— Your task —
Look through the entries that follow and count the lines with the word "CompilePlan". The reply is that number alone.

— Dataset records —
──────────────────────────────

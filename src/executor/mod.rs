//! The fusion executor's public surface: `compile`, `run`,
//! `infer_output_sizes`, `alloc_output_space`, and the `compile_rtc`/
//! `run_rtc` testing surface (SPEC_FULL §6).

pub mod arg_buffer;
pub mod buffer_allocator;
pub mod cache;
pub mod kernel_compiler;
pub mod launch_engine;
pub mod launch_params;
pub mod persist;
pub mod shape_inference;
pub mod smem_planner;
pub mod types;

use std::sync::Arc;

use crate::error::{ExecutorError, ExecutorResult};
use crate::eval::ExprEvaluator;
use crate::gpu::device::DeviceContext;
use crate::ir::{IndexType, LoweredKernel};

pub use launch_engine::{BoundInput, LaunchEngine, RunOutput};
pub use types::{CompileParams, LaunchConstraints, LaunchParams, ShapeInfo};

/// Everything a pre-flight `compile()` call resolves before the launch
/// engine ever touches the device: the index type and magic-zero policy the
/// compiler must use, bundled with the `CompileParams` the launch engine
/// expects on every `run` call.
#[derive(Debug, Clone)]
pub struct CompilePlan {
    pub index_type: IndexType,
    pub disable_magic_zero: bool,
    pub compile_params: CompileParams,
}

/// Whether any tensor argument's sizes or strides overflow the 32-bit index
/// range, forcing a 64-bit index type regardless of the kernel's own default
/// (SPEC_FULL §6).
fn argument_implied_index_type(args: &[BoundInput]) -> IndexType {
    let overflows_i32 = args.iter().any(|arg| match arg {
        BoundInput::Tensor { sizes, strides, .. } => {
            sizes.iter().chain(strides).any(|&v| v > i32::MAX as i64 || v < i32::MIN as i64)
        }
        BoundInput::Scalar { .. } => false,
    });
    if overflows_i32 {
        IndexType::I64
    } else {
        IndexType::I32
    }
}

/// A cp-async-bulk (TMA) kernel disables the magic-zero indexing workaround
/// outright; there is no opt-out (SPEC_FULL §6).
fn resolve_magic_zero_disable(has_tma: bool) -> bool {
    has_tma
}

/// The orchestrating pre-flight entry point (SPEC_FULL §6's `compile`):
/// validates the device can run this kernel at all, rejects dynamic local
/// allocations, and resolves the index type and magic-zero policy the launch
/// engine's `run` call needs.
#[allow(clippy::too_many_arguments)]
pub fn compile(
    kernel: &LoweredKernel,
    args: &[BoundInput],
    device_capability: (u32, u32),
    constraints: &LaunchConstraints,
    compile_params: &CompileParams,
    heuristic: &str,
    ids: &[u32],
) -> ExecutorResult<CompilePlan> {
    log::debug!(
        "[compile] kernel='{}' heuristic='{}' ids={:?} constraints={:?}",
        kernel.summary.kernel_name,
        heuristic,
        ids,
        constraints
    );

    validate_device_capability(device_capability, kernel.summary.min_device_capability)?;
    validate_no_dynamic_local_allocations(&kernel.summary)?;

    let implied = argument_implied_index_type(args);
    let disable_magic_zero = resolve_magic_zero_disable(kernel.summary.has_tma);
    let index_type = resolve_index_type(
        kernel.summary.index_type,
        compile_params.index_type_override,
        implied,
        kernel.summary.has_tma,
    )?;

    Ok(CompilePlan {
        index_type,
        disable_magic_zero,
        compile_params: CompileParams {
            index_type_override: Some(index_type),
            register_ceiling: compile_params.register_ceiling,
            disable_magic_zero,
        },
    })
}

/// Resolved index type for a compile, derived per SPEC_FULL §6:
/// an explicit override must not conflict with the argument-implied width;
/// TMA forces 32-bit; otherwise the argument-implied width wins if 64-bit,
/// else the kernel's own default.
pub fn resolve_index_type(
    kernel_default: IndexType,
    explicit_override: Option<IndexType>,
    argument_implied: IndexType,
    has_tma: bool,
) -> ExecutorResult<IndexType> {
    if let Some(explicit) = explicit_override {
        if explicit == IndexType::I32 && argument_implied == IndexType::I64 {
            return Err(ExecutorError::IndexTypeConflict {
                required: argument_implied,
                demanded: explicit,
                demanded_by: "explicit override".to_string(),
            });
        }
        if has_tma && explicit == IndexType::I64 {
            return Err(ExecutorError::IndexTypeConflict {
                required: IndexType::I32,
                demanded: explicit,
                demanded_by: "cp-async-bulk (TMA)".to_string(),
            });
        }
        return Ok(explicit);
    }

    if has_tma {
        return Ok(IndexType::I32);
    }

    if argument_implied == IndexType::I64 {
        return Ok(IndexType::I64);
    }

    Ok(kernel_default)
}

/// Validates a kernel's minimum device capability against the device's
/// actual capability.
pub fn validate_device_capability(found: (u32, u32), minimum: (u32, u32)) -> ExecutorResult<()> {
    if found < minimum {
        return Err(ExecutorError::DeviceTooOld { found, minimum });
    }
    Ok(())
}

/// Validates a kernel has no dynamic (non-constant-size) local-memory
/// allocation; this is checked at compile time, before any launch is
/// attempted (SPEC_FULL §7, scenario E6).
pub fn validate_no_dynamic_local_allocations(summary: &crate::ir::KernelSummary) -> ExecutorResult<()> {
    for alloc in &summary.static_smem {
        if matches!(alloc.size, crate::ir::Symbolic::Symbol(_)) && alloc.alias_of.is_none() {
            // A symbolic static-smem size that never resolves to a compile-time
            // constant is the dynamic-local-allocation condition.
            return Err(ExecutorError::DynamicLocalAllocation { name: alloc.name.clone() });
        }
    }
    Ok(())
}

/// Dry-run path: sizes/strides/dtypes for every output, without allocating
/// device memory or launching (SPEC_FULL §6's `inferOutputSizes`).
pub fn infer_output_sizes(kernel: &LoweredKernel, ev: &ExprEvaluator) -> ExecutorResult<Vec<ShapeInfo>> {
    kernel
        .outputs
        .iter()
        .map(|o| shape_inference::infer_output(&o.view, ev))
        .collect()
}

/// Allocates output storage only, for callers that fill it themselves
/// (SPEC_FULL §6's `allocOutputSpace`).
pub fn alloc_output_space(
    kernel: &LoweredKernel,
    ctx: &DeviceContext,
    ev: &mut ExprEvaluator,
) -> ExecutorResult<Vec<buffer_allocator::MaterializedOutput>> {
    buffer_allocator::allocate_outputs(&kernel.outputs, ctx, ev)
}

/// Testing surface: compiles raw kernel text in isolation and builds its
/// real pipeline, returning the compiled artefact's block size (SPEC_FULL
/// §6's `compileRtc`).
pub fn compile_rtc(
    compiler: &mut kernel_compiler::KernelCompiler,
    ctx: &DeviceContext,
    code: &str,
    name: &str,
    params: &[crate::ir::KernelParam],
    block_size: u32,
    index_type: IndexType,
) -> ExecutorResult<()> {
    let source = kernel_compiler::StructuredSource::new(code.to_string());
    let compile_params =
        CompileParams { index_type_override: Some(index_type), register_ceiling: 32, disable_magic_zero: false };
    compiler.ensure_compiled(&source, name, block_size, &compile_params)?;
    compiler.ensure_pipeline(ctx, &source, name, params)?;
    Ok(())
}

/// Testing surface: runs a previously-`compile_rtc`'d kernel against the
/// given bind group, blocking until the device is idle (SPEC_FULL §6's
/// `runRtc`).
pub fn run_rtc(
    ctx: &Arc<DeviceContext>,
    compiler: &kernel_compiler::KernelCompiler,
    bind_group: &wgpu::BindGroup,
    grid: (u32, u32, u32),
) -> ExecutorResult<()> {
    let pipeline = compiler
        .pipeline()
        .ok_or_else(|| ExecutorError::InvalidProgram { message: "run_rtc called before compile_rtc".to_string() })?;
    let (gx, gy, gz) = grid;
    ctx.execute_with_recovery(|| {
        let mut encoder = ctx.device().create_command_encoder(&wgpu::CommandEncoderDescriptor {
            label: Some("fusion-executor rtc dispatch"),
        });
        {
            let mut pass = encoder.begin_compute_pass(&wgpu::ComputePassDescriptor {
                label: Some("fusion-executor rtc compute pass"),
                timestamp_writes: None,
            });
            pass.set_pipeline(pipeline);
            pass.set_bind_group(0, bind_group, &[]);
            pass.dispatch_workgroups(gx, gy, gz);
        }
        ctx.submit_with_recovery(vec![encoder.finish()]).map(|_| ())
    })
    .map_err(ExecutorError::from)?;
    ctx.wait_idle();
    Ok(())
}

#[cfg(test)]
mod tests {
    use super::*;

    #[test]
    fn explicit_32bit_override_conflicts_with_64bit_args() {
        let err = resolve_index_type(IndexType::I32, Some(IndexType::I32), IndexType::I64, false).unwrap_err();
        assert!(matches!(err, ExecutorError::IndexTypeConflict { .. }));
    }

    #[test]
    fn tma_forces_32bit_without_override() {
        let result = resolve_index_type(IndexType::I64, None, IndexType::I64, true).unwrap();
        assert_eq!(result, IndexType::I32);
    }

    #[test]
    fn argument_implied_64bit_wins_without_override_or_tma() {
        let result = resolve_index_type(IndexType::I32, None, IndexType::I64, false).unwrap();
        assert_eq!(result, IndexType::I64);
    }

    #[test]
    fn default_kernel_index_type_used_when_nothing_forces_a_change() {
        let result = resolve_index_type(IndexType::I32, None, IndexType::I32, false).unwrap();
        assert_eq!(result, IndexType::I32);
    }

    #[test]
    fn device_too_old_is_rejected() {
        let err = validate_device_capability((6, 0), (7, 0)).unwrap_err();
        assert!(matches!(err, ExecutorError::DeviceTooOld { .. }));
    }

    #[test]
    fn device_meeting_minimum_is_accepted() {
        assert!(validate_device_capability((8, 0), (7, 0)).is_ok());
    }

    #[test]
    fn symbolic_static_smem_size_is_a_dynamic_local_allocation() {
        use crate::ir::{ElemType, SmemAlloc, Symbolic};
        let summary = crate::ir::KernelSummary {
            kernel_name: "k".into(),
            params: vec![],
            global_allocs: vec![],
            static_smem: vec![SmemAlloc {
                name: "scratch".into(),
                address: Symbolic::Const(0),
                size: Symbolic::Symbol("n".into()),
                elem_type: ElemType::F32,
                alias_of: None,
            }],
            dynamic_smem: vec![],
            parallel_binding_extents: Default::default(),
            has_block_welford: false,
            has_grid_welford: false,
            has_outer_grouped_grid_welford: false,
            outer_grouped_grid_welford_largest_smem_size: 0,
            num_grouped_iterations: 1,
            has_iter_grouped_reductions: false,
            largest_smem_elem_type: ElemType::F32,
            requires_cooperative_launch: false,
            min_device_capability: (7, 0),
            preconditions: vec![],
            index_type: IndexType::I32,
            has_tma: false,
            is_pure_evaluation: false,
        };
        let err = validate_no_dynamic_local_allocations(&summary).unwrap_err();
        assert!(matches!(err, ExecutorError::DynamicLocalAllocation { .. }));
    }

    fn minimal_kernel(has_tma: bool, min_device_capability: (u32, u32)) -> LoweredKernel {
        let summary = crate::ir::KernelSummary {
            kernel_name: "k".into(),
            params: vec![],
            global_allocs: vec![],
            static_smem: vec![],
            dynamic_smem: vec![],
            parallel_binding_extents: Default::default(),
            has_block_welford: false,
            has_grid_welford: false,
            has_outer_grouped_grid_welford: false,
            outer_grouped_grid_welford_largest_smem_size: 0,
            num_grouped_iterations: 1,
            has_iter_grouped_reductions: false,
            largest_smem_elem_type: crate::ir::ElemType::F32,
            requires_cooperative_launch: false,
            min_device_capability,
            preconditions: vec![],
            index_type: IndexType::I32,
            has_tma,
            is_pure_evaluation: false,
        };
        LoweredKernel { summary, outputs: vec![] }
    }

    #[test]
    fn argument_implied_index_type_32bit_for_small_scalars_only() {
        let args = vec![BoundInput::Scalar { name: "n".into(), value: 7 }];
        assert_eq!(argument_implied_index_type(&args), IndexType::I32);
    }

    #[test]
    fn resolve_magic_zero_disable_follows_tma() {
        assert!(resolve_magic_zero_disable(true));
        assert!(!resolve_magic_zero_disable(false));
    }

    #[test]
    fn compile_rejects_device_below_minimum() {
        let kernel = minimal_kernel(false, (8, 0));
        let constraints = LaunchConstraints::default();
        let compile_params = CompileParams { index_type_override: None, register_ceiling: 32, disable_magic_zero: false };
        let err = compile(&kernel, &[], (7, 0), &constraints, &compile_params, "pointwise", &[1]).unwrap_err();
        assert!(matches!(err, ExecutorError::DeviceTooOld { .. }));
    }

    #[test]
    fn compile_disables_magic_zero_for_tma_kernels() {
        let kernel = minimal_kernel(true, (7, 0));
        let constraints = LaunchConstraints::default();
        let compile_params = CompileParams { index_type_override: None, register_ceiling: 32, disable_magic_zero: false };
        let plan = compile(&kernel, &[], (9, 0), &constraints, &compile_params, "pointwise", &[1]).unwrap();
        assert!(plan.disable_magic_zero);
        assert_eq!(plan.index_type, IndexType::I32);
        assert!(plan.compile_params.disable_magic_zero);
    }
}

──────────────────────────────

— Answer space —
3